Fig. 1. Schematics and geometrical parameters of the asymmetric step-shaped plasmonic metamaterial and its representative optical spectral characteristics. (a) Three-dimensional schematics and cross section of three unit cells of the proposed plasmonic metamaterial with geometric dimensions specified. (b) Reflection (red solid line) and absorption (black solid line) spectra for the proposed plasmonic metamaterial with P = 1600 nm, slit width d = 100 nm, the thickness of middle dielectric spacer H = 50 nm, groove width w2 = 750 nm, groove depth t2 = 30 nm, the width of top gold stripe w1 = 750 nm, and the thickness of gold film t1 = 390 nm. As a direct comparison, reflection spectrum (blue dashed line) for symmetric case is also shown in top panel.
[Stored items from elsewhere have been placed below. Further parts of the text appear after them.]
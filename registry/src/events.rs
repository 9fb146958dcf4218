//! Notifications produced by the issuance ledger.

use poap_access::Role;
use poap_types::{Address, CredentialId, Fingerprint, Timestamp};
use serde::{Deserialize, Serialize};

/// Ledger-level notifications, appended once per committed operation.
#[derive(Clone, Debug, PartialEq, Eq, Serialize, Deserialize)]
pub enum LedgerEvent {
    /// A lecture was registered.
    EventRegistered {
        fingerprint: Fingerprint,
        name: String,
        start: Timestamp,
        deadline: Timestamp,
        metadata_uri: String,
    },
    /// A credential was issued to an attendee.
    CredentialIssued {
        fingerprint: Fingerprint,
        attendee: Address,
        id: CredentialId,
    },
    /// The emergency halt was engaged.
    Halted { by: Address },
    /// The emergency halt was released.
    Resumed { by: Address },
    RoleGranted {
        role: Role,
        account: Address,
        by: Address,
    },
    RoleRevoked {
        role: Role,
        account: Address,
        by: Address,
    },
}

/// A notification with its position in the log. Sequence numbers start at 1.
#[derive(Clone, Debug, PartialEq, Eq, Serialize, Deserialize)]
pub struct EventRecord {
    pub seq: u64,
    pub event: LedgerEvent,
}

/// Synchronous fan-out of committed notifications.
///
/// Listeners are invoked inline while the ledger lock is held, after the
/// operation has committed. They must not call back into the ledger.
pub struct EventBus {
    listeners: Vec<Box<dyn Fn(&EventRecord) + Send + Sync>>,
}

impl EventBus {
    pub fn new() -> Self {
        Self {
            listeners: Vec::new(),
        }
    }

    pub fn subscribe(&mut self, listener: Box<dyn Fn(&EventRecord) + Send + Sync>) {
        self.listeners.push(listener);
    }

    pub fn emit(&self, record: &EventRecord) {
        for listener in &self.listeners {
            listener(record);
        }
    }

    pub fn listener_count(&self) -> usize {
        self.listeners.len()
    }
}

impl Default for EventBus {
    fn default() -> Self {
        Self::new()
    }
}
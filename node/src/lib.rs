//! POAP ledger node.
//!
//! Wraps the issuance ledger with everything a deployment needs around it:
//! - TOML configuration with bootstrap role assignments
//! - Structured logging (human or JSON)
//! - Prometheus metrics fed from committed notifications
//! - A checksummed state file written atomically

pub mod config;
pub mod error;
pub mod logging;
pub mod metrics;
pub mod node;
pub mod persistence;

pub use config::NodeConfig;
pub use error::NodeError;
pub use logging::{init_logging, LogFormat};
pub use metrics::PoapMetrics;
pub use node::{NodeLedger, PoapNode};
pub use persistence::{load_state, save_state, PersistedState, STATE_FILE_VERSION};
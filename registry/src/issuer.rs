//! The credential issuer: the serialized entry point for every operation.
//!
//! Every public method takes the ledger lock for its whole duration, so
//! operations never interleave and reads never observe a half-applied batch.
//! Mutations are validated and staged first, then committed through
//! [`LedgerState::commit_issuance`], so a failure leaves no trace.

use std::collections::HashSet;
use std::sync::{Arc, Mutex, MutexGuard, PoisonError};

use poap_access::{CapabilityGate, Role, RoleAssignments, RoleTable};
use poap_store::{TokenBinding, TokenLedger};
use poap_types::{Address, Clock, CredentialId, Fingerprint, Timestamp};
use tracing::{debug, info, warn};

use crate::error::RegistryError;
use crate::events::{EventBus, EventRecord, LedgerEvent};
use crate::lecture::LectureRecord;
use crate::snapshot::LedgerSnapshot;
use crate::state::LedgerState;

/// An issued credential as seen from outside the ledger.
#[derive(Clone, Copy, Debug, PartialEq, Eq)]
pub struct Credential {
    pub id: CredentialId,
    /// Current owner according to the token ledger.
    pub owner: Address,
    pub fingerprint: Fingerprint,
}

/// Result of a batch issuance.
#[derive(Clone, Debug, Default, PartialEq, Eq)]
pub struct BatchOutcome {
    /// Newly issued credentials, in attendee order.
    pub issued: Vec<(Address, CredentialId)>,
    /// Attendees that already held a credential for the lecture, or
    /// appeared earlier in the same batch.
    pub skipped: Vec<Address>,
}

struct Inner<T> {
    state: LedgerState,
    tokens: T,
    bus: EventBus,
}

impl<T> Inner<T> {
    fn publish(&mut self, event: LedgerEvent) {
        let record = self.state.append_event(event);
        self.bus.emit(&record);
    }
}

/// The POAP issuance ledger.
pub struct PoapLedger<G, T> {
    gate: G,
    clock: Arc<dyn Clock>,
    inner: Mutex<Inner<T>>,
}

fn log_rejection<V>(op: &'static str, result: &Result<V, RegistryError>) {
    if let Err(e) = result {
        if e.is_benign() {
            debug!(op, kind = e.kind().as_str(), error = %e, "operation rejected");
        } else {
            warn!(op, kind = e.kind().as_str(), error = %e, "operation rejected");
        }
    }
}
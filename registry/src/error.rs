use poap_access::{AccessError, Role};
use poap_store::StoreError;
use poap_types::{Address, CredentialId, Fingerprint, Timestamp};
use thiserror::Error;

#[derive(Debug, Error, Clone, PartialEq, Eq)]
pub enum RegistryError {
    #[error("{account} does not hold the {role} role")]
    Unauthorized { role: Role, account: Address },

    #[error("system is halted")]
    SystemHalted,

    #[error("system is not halted")]
    NotHalted,

    #[error("lecture {0} is already registered")]
    DuplicateEvent(Fingerprint),

    #[error("lecture {0} is not registered")]
    UnknownEvent(Fingerprint),

    #[error("lecture window opens at {start}, now is {now}")]
    NotYetOpen { start: Timestamp, now: Timestamp },

    #[error("lecture window closed at {deadline}, now is {now}")]
    WindowClosed { deadline: Timestamp, now: Timestamp },

    #[error("{attendee} already claimed credential {id} for lecture {fingerprint}")]
    AlreadyClaimed {
        fingerprint: Fingerprint,
        attendee: Address,
        id: CredentialId,
    },

    #[error("lecture index {index} out of range ({count} registered)")]
    OutOfRange { index: usize, count: usize },

    #[error("credential {0} was never issued")]
    UnknownCredential(CredentialId),

    #[error("lecture start {start} is after its deadline {deadline}")]
    InvalidWindow { start: Timestamp, deadline: Timestamp },

    #[error("credential id space exhausted")]
    IdSpaceExhausted,

    #[error("token ledger rejected the binding: {0}")]
    TokenLedger(#[from] StoreError),

    #[error("invalid snapshot: {0}")]
    Snapshot(String),
}

/// Fieldless classification of a [`RegistryError`], for callers that only
/// need to branch on the failure kind.
#[derive(Clone, Copy, Debug, PartialEq, Eq, Hash)]
pub enum ErrorKind {
    Unauthorized,
    SystemHalted,
    NotHalted,
    DuplicateEvent,
    UnknownEvent,
    NotYetOpen,
    WindowClosed,
    AlreadyClaimed,
    OutOfRange,
    UnknownCredential,
    InvalidWindow,
    IdSpaceExhausted,
    TokenLedger,
    Snapshot,
}

impl ErrorKind {
    pub fn as_str(&self) -> &'static str {
        match self {
            Self::Unauthorized => "unauthorized",
            Self::SystemHalted => "system_halted",
            Self::NotHalted => "not_halted",
            Self::DuplicateEvent => "duplicate_event",
            Self::UnknownEvent => "unknown_event",
            Self::NotYetOpen => "not_yet_open",
            Self::WindowClosed => "window_closed",
            Self::AlreadyClaimed => "already_claimed",
            Self::OutOfRange => "out_of_range",
            Self::UnknownCredential => "unknown_credential",
            Self::InvalidWindow => "invalid_window",
            Self::IdSpaceExhausted => "id_space_exhausted",
            Self::TokenLedger => "token_ledger",
            Self::Snapshot => "snapshot",
        }
    }
}

impl RegistryError {
    pub fn kind(&self) -> ErrorKind {
        match self {
            Self::Unauthorized { .. } => ErrorKind::Unauthorized,
            Self::SystemHalted => ErrorKind::SystemHalted,
            Self::NotHalted => ErrorKind::NotHalted,
            Self::DuplicateEvent(_) => ErrorKind::DuplicateEvent,
            Self::UnknownEvent(_) => ErrorKind::UnknownEvent,
            Self::NotYetOpen { .. } => ErrorKind::NotYetOpen,
            Self::WindowClosed { .. } => ErrorKind::WindowClosed,
            Self::AlreadyClaimed { .. } => ErrorKind::AlreadyClaimed,
            Self::OutOfRange { .. } => ErrorKind::OutOfRange,
            Self::UnknownCredential(_) => ErrorKind::UnknownCredential,
            Self::InvalidWindow { .. } => ErrorKind::InvalidWindow,
            Self::IdSpaceExhausted => ErrorKind::IdSpaceExhausted,
            Self::TokenLedger(_) => ErrorKind::TokenLedger,
            Self::Snapshot(_) => ErrorKind::Snapshot,
        }
    }

    /// The claim already exists; retrying is pointless but harmless.
    pub fn is_benign(&self) -> bool {
        matches!(self, Self::AlreadyClaimed { .. })
    }

    /// No later attempt against the same lecture can succeed.
    pub fn is_terminal(&self) -> bool {
        matches!(self, Self::WindowClosed { .. })
    }
}

impl From<AccessError> for RegistryError {
    fn from(e: AccessError) -> Self {
        match e {
            AccessError::Unauthorized { role, account } => Self::Unauthorized { role, account },
            AccessError::Halted => Self::SystemHalted,
        }
    }
}
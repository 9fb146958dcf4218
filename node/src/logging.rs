//! Structured logging initialisation for the POAP node.
//!
//! Two output formats are supported:
//! - [`LogFormat::Human`]: coloured, human-readable lines (development).
//! - [`LogFormat::Json`]: newline-delimited JSON (production / log aggregation).
//!
//! The filter level can be overridden at runtime via the `RUST_LOG`
//! environment variable.  When `RUST_LOG` is not set, the caller-supplied
//! `level` string is used (e.g. `"info"`, `"warn,poap_registry=debug"`).

use std::str::FromStr;

use tracing_subscriber::{fmt, layer::SubscriberExt, util::SubscriberInitExt, EnvFilter};

use crate::NodeError;

/// Selects the output format for structured logs.
#[derive(Debug, Clone, Copy, PartialEq, Eq)]
pub enum LogFormat {
    /// Pretty-printed, coloured output for local development.
    Human,
    /// Newline-delimited JSON for production and log aggregation pipelines.
    Json,
}

impl FromStr for LogFormat {
    type Err = String;

    fn from_str(s: &str) -> Result<Self, Self::Err> {
        match s.to_ascii_lowercase().as_str() {
            "human" => Ok(Self::Human),
            "json" => Ok(Self::Json),
            other => Err(format!("unknown log format: {other}")),
        }
    }
}

/// Initialise the global tracing subscriber.
///
/// Fails if a global subscriber has already been set.
pub fn init_logging(format: LogFormat, level: &str) -> Result<(), NodeError> {
    let filter =
        EnvFilter::try_from_default_env().unwrap_or_else(|_| EnvFilter::new(level));

    let result = match format {
        LogFormat::Human => tracing_subscriber::registry()
            .with(filter)
            .with(fmt::layer().with_target(true).with_writer(std::io::stderr))
            .try_init(),
        LogFormat::Json => tracing_subscriber::registry()
            .with(filter)
            .with(
                fmt::layer()
                    .json()
                    .with_target(true)
                    .with_writer(std::io::stderr),
            )
            .try_init(),
    };
    result.map_err(|e| NodeError::Logging(e.to_string()))
}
Inset shows a magnified view of SLR dip A with a narrow linewidth of 2 nm.
3. Results and discussion
As illustrated by the black solid line in Fig. 1(b), there are three remarkable perfect absorption peaks (marked as peaks A, B, and C, respectively) exhibited in the absorption spectrum of the asymmetric structure in air environment, which is equivalent to three resonant reflection dips due to the opaque gold film at the bottom of the structure (red solid line in the middle panel). To facilitate the explanation of the physical origins, reflection spectra and corresponding reflection dips are considered in the following. It is clearly observed that three near-zero reflection dips show different linewidths and wavelength positions. At the short wavelength range, an Fano-type asymmetric narrowband near-zero reflection dip appears at the wavelength of 1607 nm with a linewidth of 2 nm. The magnified inset of dip A further confirms this point. Moreover, dip A has a high dependence on the structural period, which is shown in the following text. The above-mentioned two important features of dip A are consistent with SLR mode in the previously reported literatures [23,33–35]. In addition, the other two perfect absorption peaks in the long-wavelength range possess relatively broad linewidths, 48 nm for peak B and 172 nm for peak C, which is more one quarter of 100 times than that of peak A. As a direct comparison, the reflection spectrum of the symmetric case without nano-groove is also depicted by the blue dashed line in the top panel of Fig. 1(b). Evidently, the narrowband refection dip A at the short wavelength range vanishes, leaving only a broad adjacent reflection peak due to Rayleigh anomaly. And the linewidths and wavelength positions of the other two reflection dips remain nearly unchanged for the symmetric case. The comparison results of symmetric and asymmetric structures corroborate that reflection dip A originates from the existence of the top groove in the top step-shaped slit-groove array.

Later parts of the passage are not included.